Dataset entries:
---------------

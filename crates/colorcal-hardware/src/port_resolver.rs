//! Device path parsing and serial port resolution.
//!
//! A device path is one of:
//!
//! - `usb` : any attached USB instrument known to a driver
//! - `usb:VVVV:PPPP` : a USB device by hex vendor/product id
//! - a serial device path (`/dev/ttyUSB0`, `COM3`)
//! - a `/dev/serial/by-id/` entry, full or short (`usb-FTDI_FT230X_DJ00XXXX-if00-port0`)
//!
//! Linux udev creates stable by-id symlinks with the format
//! `usb-{VENDOR}_{MODEL}_{SERIAL}-if{INTERFACE}-port{PORT}`; they survive
//! reboots and replugging where `/dev/ttyUSBn` does not.

use std::fmt;
use std::path::{Path, PathBuf};
use thiserror::Error;

const BY_ID_DIR: &str = "/dev/serial/by-id";

/// Errors that can occur during port resolution.
#[derive(Debug, Error)]
pub enum PortResolveError {
    /// The specified port path does not exist.
    #[error("Port not found: {0}")]
    PortNotFound(String),

    /// A `usb:` path with malformed ids.
    #[error("Invalid USB device path '{0}': expected usb or usb:VVVV:PPPP")]
    InvalidUsbPath(String),

    /// Empty path.
    #[error("Empty device path")]
    Empty,

    /// IO error during port resolution.
    #[error("IO error: {0}")]
    Io(#[from] std::io::Error),
}

/// Where an instrument is attached.
#[derive(Debug, Clone, PartialEq, Eq)]
pub enum DevicePath {
    /// A serial port, not yet resolved.
    Serial(String),
    /// A USB device, optionally restricted to one vendor/product id pair.
    Usb(Option<(u16, u16)>),
}

impl DevicePath {
    /// Parse a user-supplied path.
    pub fn parse(raw: &str) -> Result<Self, PortResolveError> {
        let raw = raw.trim();
        if raw.is_empty() {
            return Err(PortResolveError::Empty);
        }
        if raw.eq_ignore_ascii_case("usb") {
            return Ok(DevicePath::Usb(None));
        }
        if let Some(ids) = raw.strip_prefix("usb:") {
            let (vid, pid) = ids
                .split_once(':')
                .ok_or_else(|| PortResolveError::InvalidUsbPath(raw.to_string()))?;
            let parse = |s: &str| {
                u16::from_str_radix(s, 16)
                    .map_err(|_| PortResolveError::InvalidUsbPath(raw.to_string()))
            };
            return Ok(DevicePath::Usb(Some((parse(vid)?, parse(pid)?))));
        }
        Ok(DevicePath::Serial(raw.to_string()))
    }

    /// Whether this is a USB path.
    pub fn is_usb(&self) -> bool {
        matches!(self, DevicePath::Usb(_))
    }
}

impl fmt::Display for DevicePath {
    fn fmt(&self, f: &mut fmt::Formatter<'_>) -> fmt::Result {
        match self {
            DevicePath::Serial(path) => f.write_str(path),
            DevicePath::Usb(None) => f.write_str("usb"),
            DevicePath::Usb(Some((vid, pid))) => write!(f, "usb:{vid:04x}:{pid:04x}"),
        }
    }
}

/// Resolve a serial port path, handling direct paths and by-id names.
///
/// Paths that exist are canonicalised so symlinks resolve to the real device.
/// Paths that do not look like filesystem paths (`COM3`) are returned as-is.
pub fn resolve_port(port: &str) -> Result<String, PortResolveError> {
    if port.starts_with("usb-") {
        let full_path = PathBuf::from(BY_ID_DIR).join(port);
        return canonical(&full_path);
    }
    if port.contains('/') {
        return canonical(Path::new(port));
    }
    Ok(port.to_string())
}

fn canonical(path: &Path) -> Result<String, PortResolveError> {
    if !path.exists() {
        return Err(PortResolveError::PortNotFound(
            path.to_string_lossy().into_owned(),
        ));
    }
    Ok(std::fs::canonicalize(path)?.to_string_lossy().into_owned())
}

---------------

(Problem)
Given the records above, restate word for word only the lines starting at the one with "does not exist." and ending at the one with "matches!(self, DevicePath::Usb(_))".

(Result of this exercise)
    /// The specified port path does not exist.
    #[error("Port not found: {0}")]
    PortNotFound(String),

    /// A `usb:` path with malformed ids.
    #[error("Invalid USB device path '{0}': expected usb or usb:VVVV:PPPP")]
    InvalidUsbPath(String),

    /// Empty path.
    #[error("Empty device path")]
    Empty,

    /// IO error during port resolution.
    #[error("IO error: {0}")]
    Io(#[from] std::io::Error),
}

/// Where an instrument is attached.
#[derive(Debug, Clone, PartialEq, Eq)]
pub enum DevicePath {
    /// A serial port, not yet resolved.
    Serial(String),
    /// A USB device, optionally restricted to one vendor/product id pair.
    Usb(Option<(u16, u16)>),
}

impl DevicePath {
    /// Parse a user-supplied path.
    pub fn parse(raw: &str) -> Result<Self, PortResolveError> {
        let raw = raw.trim();
        if raw.is_empty() {
            return Err(PortResolveError::Empty);
        }
        if raw.eq_ignore_ascii_case("usb") {
            return Ok(DevicePath::Usb(None));
        }
        if let Some(ids) = raw.strip_prefix("usb:") {
            let (vid, pid) = ids
                .split_once(':')
                .ok_or_else(|| PortResolveError::InvalidUsbPath(raw.to_string()))?;
            let parse = |s: &str| {
                u16::from_str_radix(s, 16)
                    .map_err(|_| PortResolveError::InvalidUsbPath(raw.to_string()))
            };
            return Ok(DevicePath::Usb(Some((parse(vid)?, parse(pid)?))));
        }
        Ok(DevicePath::Serial(raw.to_string()))
    }

    /// Whether this is a USB path.
    pub fn is_usb(&self) -> bool {
        matches!(self, DevicePath::Usb(_))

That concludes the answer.